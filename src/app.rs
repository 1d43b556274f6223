use std::time::Instant;

use serde::Serialize;
use tracing::{debug, info, warn};

use crate::archive::{ArchiveLayout, ObjectArchive};
use crate::crawler::find_primary_document_name;
use crate::diff::missing;
use crate::domain::{Document, Filing, Organization, OrganizationKey};
use crate::error::{ErrorKind, ExtractorError};
use crate::registry::RegistryClient;
use crate::store::{MetadataStore, OrganizationSummary};
use crate::transform::{to_directory, to_filings};

#[derive(Debug, Clone, Serialize)]
pub struct SyncReport {
    pub organizations: Vec<OrganizationReport>,
}

impl SyncReport {
    pub fn ingested(&self) -> usize {
        self.count(|outcome| matches!(outcome, FilingOutcome::Ingested { .. }))
    }

    pub fn metadata_only(&self) -> usize {
        self.count(|outcome| matches!(outcome, FilingOutcome::MetadataOnly { .. }))
    }

    pub fn skipped(&self) -> usize {
        self.count(|outcome| matches!(outcome, FilingOutcome::Skipped { .. }))
    }

    pub fn failed_organizations(&self) -> usize {
        self.organizations
            .iter()
            .filter(|org| org.error.is_some())
            .count()
    }

    fn count(&self, predicate: impl Fn(&FilingOutcome) -> bool) -> usize {
        self.organizations
            .iter()
            .flat_map(|org| org.filings.iter())
            .filter(|filing| predicate(&filing.outcome))
            .count()
    }
}

#[derive(Debug, Clone, Serialize)]
pub struct OrganizationReport {
    pub organization: String,
    pub discovered: usize,
    pub missing: usize,
    pub error: Option<StageError>,
    pub filings: Vec<FilingReport>,
    pub elapsed_ms: u128,
}

#[derive(Debug, Clone, Serialize)]
pub struct FilingReport {
    pub filing: String,
    pub form: String,
    pub outcome: FilingOutcome,
}

#[derive(Debug, Clone, PartialEq, Eq, Serialize)]
#[serde(tag = "status", rename_all = "snake_case")]
pub enum FilingOutcome {
    Ingested {
        document: String,
        archive_key: String,
    },
    /// Metadata persisted, upload failed. Not rolled back.
    MetadataOnly {
        document: String,
        archive_key: String,
        error: StageError,
    },
    Skipped {
        stage: Stage,
        error: StageError,
    },
}

#[derive(Debug, Clone, Copy, PartialEq, Eq, Serialize)]
#[serde(rename_all = "snake_case")]
pub enum Stage {
    Listing,
    Crawl,
    Locate,
    Download,
    Persist,
}

#[derive(Debug, Clone, PartialEq, Eq, Serialize)]
pub struct StageError {
    pub kind: ErrorKind,
    pub message: String,
}

impl From<&ExtractorError> for StageError {
    fn from(err: &ExtractorError) -> Self {
        Self {
            kind: err.kind(),
            message: err.to_string(),
        }
    }
}

#[derive(Debug, Clone, Serialize)]
pub struct StatusReport {
    pub organizations: Vec<OrganizationSummary>,
}

pub struct App<R: RegistryClient, M: MetadataStore, A: ObjectArchive> {
    registry: R,
    store: M,
    archive: A,
    layout: ArchiveLayout,
}

impl<R: RegistryClient, M: MetadataStore, A: ObjectArchive> App<R, M, A> {
    pub fn new(registry: R, store: M, archive: A, layout: ArchiveLayout) -> Self {
        Self {
            registry,
            store,
            archive,
            layout,
        }
    }

    pub fn registry(&self) -> &R {
        &self.registry
    }

    pub fn store(&self) -> &M {
        &self.store
    }

    pub fn archive(&self) -> &A {
        &self.archive
    }

    pub fn track(&self, key: &OrganizationKey) -> Result<Organization, ExtractorError> {
        let organization = self.store.track_organization(key)?;
        info!(org = %key, id = organization.id, "tracking organization");
        Ok(organization)
    }

    pub fn status(&self) -> Result<StatusReport, ExtractorError> {
        Ok(StatusReport {
            organizations: self.store.summaries()?,
        })
    }

    /// One pass over every tracked organization. Only failing to list the
    /// organizations aborts the pass.
    pub fn sync(&self) -> Result<SyncReport, ExtractorError> {
        let organizations = self.store.organizations()?;
        info!(count = organizations.len(), "starting sync pass");
        let organizations = organizations
            .iter()
            .map(|organization| self.sync_organization(organization))
            .collect();
        let report = SyncReport { organizations };
        info!(
            ingested = report.ingested(),
            metadata_only = report.metadata_only(),
            skipped = report.skipped(),
            failed_organizations = report.failed_organizations(),
            "sync pass finished"
        );
        Ok(report)
    }

    pub fn sync_organization(&self, organization: &Organization) -> OrganizationReport {
        let start = Instant::now();
        let key = organization.key.as_str().to_string();
        let (discovered, pending) = match self.discover(organization) {
            Ok(result) => result,
            Err(err) => {
                warn!(org = %key, error = %err, "discovery failed, skipping organization");
                return OrganizationReport {
                    organization: key,
                    discovered: 0,
                    missing: 0,
                    error: Some(StageError::from(&err)),
                    filings: Vec::new(),
                    elapsed_ms: start.elapsed().as_millis(),
                };
            }
        };
        info!(org = %key, discovered, missing = pending.len(), "discovered filings");

        let missing_count = pending.len();
        let filings = pending
            .iter()
            .map(|filing| FilingReport {
                filing: filing.canonical_id.clone(),
                form: filing.form.clone(),
                outcome: self.ingest_filing(organization, filing),
            })
            .collect();

        OrganizationReport {
            organization: key,
            discovered,
            missing: missing_count,
            error: None,
            filings,
            elapsed_ms: start.elapsed().as_millis(),
        }
    }

    fn discover(
        &self,
        organization: &Organization,
    ) -> Result<(usize, Vec<Filing>), ExtractorError> {
        let payload = self.registry.fetch_filings_metadata(&organization.key)?;
        let remote = to_filings(payload);
        let discovered = remote.len();
        let known = self.store.known_filing_ids(organization)?;
        Ok((discovered, missing(&known, remote)))
    }

    pub fn ingest_filing(&self, organization: &Organization, filing: &Filing) -> FilingOutcome {
        let key = &organization.key;
        let document = match self.resolve_primary_document(key, filing) {
            Ok(document) => document,
            Err((stage, err)) => {
                warn!(
                    org = %key,
                    filing = %filing.canonical_id,
                    ?stage,
                    error = %err,
                    "skipping filing"
                );
                return FilingOutcome::Skipped {
                    stage,
                    error: StageError::from(&err),
                };
            }
        };

        if let Err(err) = self.store.insert_filing(organization, filing, &document) {
            warn!(
                org = %key,
                filing = %filing.canonical_id,
                error = %err,
                "failed to persist filing, it stays pending"
            );
            return FilingOutcome::Skipped {
                stage: Stage::Persist,
                error: StageError::from(&err),
            };
        }

        let archive_key = self.layout.key_for(key, filing, &document);
        match self.archive.put_object(&archive_key, &document.content) {
            Ok(()) => {
                info!(
                    org = %key,
                    filing = %filing.canonical_id,
                    document = %document.name,
                    archive_key = %archive_key,
                    "ingested filing"
                );
                FilingOutcome::Ingested {
                    document: document.name,
                    archive_key,
                }
            }
            Err(err) => {
                warn!(
                    org = %key,
                    filing = %filing.canonical_id,
                    archive_key = %archive_key,
                    error = %err,
                    "metadata persisted but upload failed"
                );
                FilingOutcome::MetadataOnly {
                    document: document.name,
                    archive_key,
                    error: StageError::from(&err),
                }
            }
        }
    }

    fn resolve_primary_document(
        &self,
        key: &OrganizationKey,
        filing: &Filing,
    ) -> Result<Document, (Stage, ExtractorError)> {
        let listing = self
            .registry
            .fetch_directory_listing(key, filing)
            .map_err(|err| (Stage::Listing, err))?;
        let index_page = self
            .registry
            .fetch_document_bytes(key, filing, &filing.index_page_name())
            .map_err(|err| (Stage::Listing, err))?;

        let name = find_primary_document_name(&index_page).map_err(|err| (Stage::Crawl, err))?;
        debug!(filing = %filing.canonical_id, document = %name, "primary document resolved");

        let mut document = to_directory(listing)
            .into_iter()
            .find(|document| document.name == name)
            .ok_or_else(|| {
                (
                    Stage::Locate,
                    ExtractorError::NotFound(format!(
                        "primary document {name} is not in the directory listing of {}",
                        filing.raw_id
                    )),
                )
            })?;

        document.content = self
            .registry
            .fetch_document_bytes(key, filing, &document.name)
            .map_err(|err| (Stage::Download, err))?;
        Ok(document)
    }
}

_ _ _ _ _ _ _

**EXERCISE DETAILS**
Read through the entries and copy each line in which "matches" appears.

**FINISHED TASK**
        self.count(|outcome| matches!(outcome, FilingOutcome::Ingested { .. }))
        self.count(|outcome| matches!(outcome, FilingOutcome::MetadataOnly { .. }))
        self.count(|outcome| matches!(outcome, FilingOutcome::Skipped { .. }))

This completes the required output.